> [Excerpts from a dataset]:
————

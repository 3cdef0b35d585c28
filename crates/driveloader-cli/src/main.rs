//! CLI entry point - the composition root.
//!
//! Parses arguments, installs logging and the Ctrl+C handler, bootstraps the
//! context and dispatches. Exit code 1 means a batch was interrupted; other
//! failures map through `CliError::exit_code`.

use clap::{CommandFactory, Parser};
use tokio_util::sync::CancellationToken;
use tracing_subscriber::EnvFilter;

use driveloader_cli::{Cli, CliConfig, CliError, Commands, bootstrap, handlers};

#[tokio::main]
async fn main() {
    // Load environment variables before clap reads DRIVELOADER_TOKEN
    dotenvy::dotenv().ok();

    let cli = Cli::parse();
    init_logging(cli.verbose);

    let code = match run(cli).await {
        Ok(code) => code,
        Err(e) => {
            eprintln!("Error: {e:#}");
            e.downcast_ref::<CliError>().map_or(1, CliError::exit_code)
        }
    };
    std::process::exit(code);
}

/// Logs go to stderr so progress lines on stdout stay intact.
fn init_logging(verbose: bool) {
    let default = if verbose { "debug" } else { "info" };
    let filter = EnvFilter::try_from_default_env().unwrap_or_else(|_| EnvFilter::new(default));
    tracing_subscriber::fmt()
        .with_env_filter(filter)
        .with_writer(std::io::stderr)
        .init();
}

fn install_ctrl_c(cancel: CancellationToken) {
    tokio::spawn(async move {
        if tokio::signal::ctrl_c().await.is_ok() {
            tracing::warn!("Interrupted, stopping after cleanup");
            cancel.cancel();
        }
    });
}

async fn run(mut cli: Cli) -> anyhow::Result<i32> {
    let Some(command) = cli.command.take() else {
        Cli::command().print_help()?;
        return Ok(0);
    };

    let catalog_override = match command {
        Commands::Derived { ref catalog, .. } => catalog.clone(),
        _ => None,
    };
    let config = CliConfig::from_cli(&cli).with_catalog_file(catalog_override);
    let ctx = bootstrap(&config)?;

    let cancel = CancellationToken::new();
    install_ctrl_c(cancel.clone());

    let report = match command {
        Commands::Run { instructions } => {
            handlers::run::execute(&ctx, &instructions, &cancel).await?
        }
        Commands::Files {
            names,
            target,
            per_item_subfolder,
        } => handlers::download::files(&ctx, names, &target, per_item_subfolder, &cancel).await,
        Commands::Folders {
            names,
            target,
            nested,
        } => handlers::download::folders(&ctx, names, &target, nested, &cancel).await,
        Commands::Derived {
            terms,
            field,
            target,
            ..
        } => handlers::download::derived(&ctx, terms, &field, &target, &cancel).await,
        Commands::Resolve { name, parent } => {
            handlers::resolve::execute(&ctx, &name, parent.as_deref()).await?;
            return Ok(0);
        }
        Commands::Ls { folder } => {
            handlers::ls::execute(&ctx, &folder).await?;
            return Ok(0);
        }
    };

    Ok(i32::from(report.interrupted))
}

————

> [ASSIGNMENT]: Each line that holds the word "CancellationToken" should be extracted from the records.

> [WRITTEN REPLY]:
use tokio_util::sync::CancellationToken;
fn install_ctrl_c(cancel: CancellationToken) {
    let cancel = CancellationToken::new();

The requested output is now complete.